§ **Items from a dataset**:
-- Opening Marker --

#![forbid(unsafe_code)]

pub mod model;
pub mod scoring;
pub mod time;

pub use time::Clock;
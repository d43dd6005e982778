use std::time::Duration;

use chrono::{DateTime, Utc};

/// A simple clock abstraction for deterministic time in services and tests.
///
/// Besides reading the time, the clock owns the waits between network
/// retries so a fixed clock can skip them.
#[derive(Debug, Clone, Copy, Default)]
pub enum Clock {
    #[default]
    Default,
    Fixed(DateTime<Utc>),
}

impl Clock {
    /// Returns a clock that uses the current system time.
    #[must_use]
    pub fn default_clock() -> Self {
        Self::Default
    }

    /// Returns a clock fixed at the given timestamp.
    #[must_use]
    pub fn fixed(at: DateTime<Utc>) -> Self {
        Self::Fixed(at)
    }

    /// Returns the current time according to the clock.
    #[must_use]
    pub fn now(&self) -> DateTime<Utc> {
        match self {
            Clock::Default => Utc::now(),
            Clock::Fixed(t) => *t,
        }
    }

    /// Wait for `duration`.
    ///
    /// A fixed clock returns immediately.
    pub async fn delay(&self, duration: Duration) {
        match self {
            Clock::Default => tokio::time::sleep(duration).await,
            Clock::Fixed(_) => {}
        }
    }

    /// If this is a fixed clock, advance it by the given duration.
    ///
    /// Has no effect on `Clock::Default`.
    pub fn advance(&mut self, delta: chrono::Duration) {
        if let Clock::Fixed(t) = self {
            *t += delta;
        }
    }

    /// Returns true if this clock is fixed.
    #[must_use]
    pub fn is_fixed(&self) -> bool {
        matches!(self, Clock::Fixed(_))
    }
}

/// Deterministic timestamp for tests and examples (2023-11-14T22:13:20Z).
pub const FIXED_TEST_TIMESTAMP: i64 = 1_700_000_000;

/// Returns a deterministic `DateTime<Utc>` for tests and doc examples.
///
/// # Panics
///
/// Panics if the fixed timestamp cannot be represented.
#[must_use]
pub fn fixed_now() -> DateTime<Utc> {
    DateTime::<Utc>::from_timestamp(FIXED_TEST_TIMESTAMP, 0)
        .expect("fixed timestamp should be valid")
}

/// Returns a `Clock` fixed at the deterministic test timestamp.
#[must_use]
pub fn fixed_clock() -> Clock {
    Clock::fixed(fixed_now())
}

-- Closing Marker --
-- Opening Marker --

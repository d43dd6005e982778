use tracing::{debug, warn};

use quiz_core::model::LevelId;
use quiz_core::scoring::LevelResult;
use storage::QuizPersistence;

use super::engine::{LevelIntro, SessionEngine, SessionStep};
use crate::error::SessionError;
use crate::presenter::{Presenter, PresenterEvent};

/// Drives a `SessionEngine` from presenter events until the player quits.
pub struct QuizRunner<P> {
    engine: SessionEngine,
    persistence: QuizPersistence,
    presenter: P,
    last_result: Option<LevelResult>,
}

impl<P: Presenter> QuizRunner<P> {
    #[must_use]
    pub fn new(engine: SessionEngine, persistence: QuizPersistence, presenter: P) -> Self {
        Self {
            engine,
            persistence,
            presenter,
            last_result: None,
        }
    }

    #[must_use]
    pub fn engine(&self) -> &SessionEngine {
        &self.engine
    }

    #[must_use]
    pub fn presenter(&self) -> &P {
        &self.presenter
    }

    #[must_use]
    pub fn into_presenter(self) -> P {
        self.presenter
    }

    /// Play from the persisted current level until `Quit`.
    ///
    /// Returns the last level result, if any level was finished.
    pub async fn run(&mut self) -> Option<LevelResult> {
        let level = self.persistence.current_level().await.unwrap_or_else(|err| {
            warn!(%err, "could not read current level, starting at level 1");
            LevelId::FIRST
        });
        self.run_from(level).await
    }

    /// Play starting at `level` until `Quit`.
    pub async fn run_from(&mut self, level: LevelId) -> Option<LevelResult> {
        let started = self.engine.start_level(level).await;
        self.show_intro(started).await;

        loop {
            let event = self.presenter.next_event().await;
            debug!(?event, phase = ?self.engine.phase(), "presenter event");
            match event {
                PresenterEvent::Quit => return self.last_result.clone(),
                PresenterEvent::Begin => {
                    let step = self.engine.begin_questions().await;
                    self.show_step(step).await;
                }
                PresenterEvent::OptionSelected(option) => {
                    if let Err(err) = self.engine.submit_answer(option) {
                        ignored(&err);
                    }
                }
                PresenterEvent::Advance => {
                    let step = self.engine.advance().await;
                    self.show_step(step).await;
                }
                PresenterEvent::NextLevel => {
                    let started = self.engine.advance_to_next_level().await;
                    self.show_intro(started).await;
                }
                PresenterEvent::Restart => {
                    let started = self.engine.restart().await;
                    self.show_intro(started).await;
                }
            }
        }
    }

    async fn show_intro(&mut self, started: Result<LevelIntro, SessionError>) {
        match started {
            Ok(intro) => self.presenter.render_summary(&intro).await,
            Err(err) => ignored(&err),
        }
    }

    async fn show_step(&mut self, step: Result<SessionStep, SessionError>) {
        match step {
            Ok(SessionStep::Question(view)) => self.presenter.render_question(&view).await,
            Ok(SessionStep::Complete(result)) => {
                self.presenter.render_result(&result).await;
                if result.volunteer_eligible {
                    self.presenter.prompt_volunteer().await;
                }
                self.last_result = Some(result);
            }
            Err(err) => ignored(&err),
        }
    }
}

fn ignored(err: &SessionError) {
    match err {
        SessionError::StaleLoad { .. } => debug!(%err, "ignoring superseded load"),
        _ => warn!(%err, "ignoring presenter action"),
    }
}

-- Closing Marker --
-- Opening Marker --

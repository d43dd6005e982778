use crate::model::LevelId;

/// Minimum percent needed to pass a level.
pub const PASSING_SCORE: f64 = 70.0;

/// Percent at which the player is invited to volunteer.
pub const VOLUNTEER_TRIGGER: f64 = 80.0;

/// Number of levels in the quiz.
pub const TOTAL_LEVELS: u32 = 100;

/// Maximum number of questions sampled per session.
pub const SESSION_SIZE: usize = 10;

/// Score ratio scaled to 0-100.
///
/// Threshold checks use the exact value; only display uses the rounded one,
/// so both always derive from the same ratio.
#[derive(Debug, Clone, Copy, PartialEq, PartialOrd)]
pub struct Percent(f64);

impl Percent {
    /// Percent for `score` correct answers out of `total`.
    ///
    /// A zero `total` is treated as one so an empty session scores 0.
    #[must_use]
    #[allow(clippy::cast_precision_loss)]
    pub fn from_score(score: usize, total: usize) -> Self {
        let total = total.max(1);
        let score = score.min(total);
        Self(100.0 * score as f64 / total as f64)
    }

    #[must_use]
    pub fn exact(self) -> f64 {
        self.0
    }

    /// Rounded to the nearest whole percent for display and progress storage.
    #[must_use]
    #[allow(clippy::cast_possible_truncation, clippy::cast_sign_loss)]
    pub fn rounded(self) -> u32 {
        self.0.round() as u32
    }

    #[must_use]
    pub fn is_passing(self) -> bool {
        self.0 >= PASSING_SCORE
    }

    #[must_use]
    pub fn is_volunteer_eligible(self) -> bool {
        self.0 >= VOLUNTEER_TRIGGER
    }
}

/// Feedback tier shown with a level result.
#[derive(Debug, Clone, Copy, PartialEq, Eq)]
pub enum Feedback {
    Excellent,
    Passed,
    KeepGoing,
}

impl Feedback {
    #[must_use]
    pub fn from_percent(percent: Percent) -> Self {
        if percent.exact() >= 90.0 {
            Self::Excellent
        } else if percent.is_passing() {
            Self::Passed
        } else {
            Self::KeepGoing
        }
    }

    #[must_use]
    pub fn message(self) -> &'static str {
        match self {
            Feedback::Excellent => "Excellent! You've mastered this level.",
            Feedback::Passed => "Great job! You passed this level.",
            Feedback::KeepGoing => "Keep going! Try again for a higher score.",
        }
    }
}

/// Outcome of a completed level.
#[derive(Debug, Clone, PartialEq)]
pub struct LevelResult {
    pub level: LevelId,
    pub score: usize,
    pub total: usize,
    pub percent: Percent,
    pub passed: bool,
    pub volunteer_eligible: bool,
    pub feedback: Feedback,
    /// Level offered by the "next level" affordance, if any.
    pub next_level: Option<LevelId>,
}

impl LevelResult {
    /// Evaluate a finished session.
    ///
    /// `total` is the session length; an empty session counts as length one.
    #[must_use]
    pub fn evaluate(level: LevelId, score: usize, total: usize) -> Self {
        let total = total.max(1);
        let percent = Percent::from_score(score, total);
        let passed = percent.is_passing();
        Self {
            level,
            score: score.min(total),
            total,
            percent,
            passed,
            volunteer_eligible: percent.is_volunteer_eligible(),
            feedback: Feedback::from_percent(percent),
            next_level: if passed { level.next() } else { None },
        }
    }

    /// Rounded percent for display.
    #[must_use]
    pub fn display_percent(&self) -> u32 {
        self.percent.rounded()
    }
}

-- Closing Marker --

Write out exactly the lines above between the line with "#![forbid(unsafe_code)]" and the line with "pub fn advance(&mut", inclusive, and nothing beyond them.

#![forbid(unsafe_code)]

pub mod model;
pub mod scoring;
pub mod time;

pub use time::Clock;
repository d43dd6005e982778
use std::time::Duration;

use chrono::{DateTime, Utc};

/// A simple clock abstraction for deterministic time in services and tests.
///
/// Besides reading the time, the clock owns the waits between network
/// retries so a fixed clock can skip them.
#[derive(Debug, Clone, Copy, Default)]
pub enum Clock {
    #[default]
    Default,
    Fixed(DateTime<Utc>),
}

impl Clock {
    /// Returns a clock that uses the current system time.
    #[must_use]
    pub fn default_clock() -> Self {
        Self::Default
    }

    /// Returns a clock fixed at the given timestamp.
    #[must_use]
    pub fn fixed(at: DateTime<Utc>) -> Self {
        Self::Fixed(at)
    }

    /// Returns the current time according to the clock.
    #[must_use]
    pub fn now(&self) -> DateTime<Utc> {
        match self {
            Clock::Default => Utc::now(),
            Clock::Fixed(t) => *t,
        }
    }

    /// Wait for `duration`.
    ///
    /// A fixed clock returns immediately.
    pub async fn delay(&self, duration: Duration) {
        match self {
            Clock::Default => tokio::time::sleep(duration).await,
            Clock::Fixed(_) => {}
        }
    }

    /// If this is a fixed clock, advance it by the given duration.
    ///
    /// Has no effect on `Clock::Default`.
    pub fn advance(&mut self, delta: chrono::Duration) {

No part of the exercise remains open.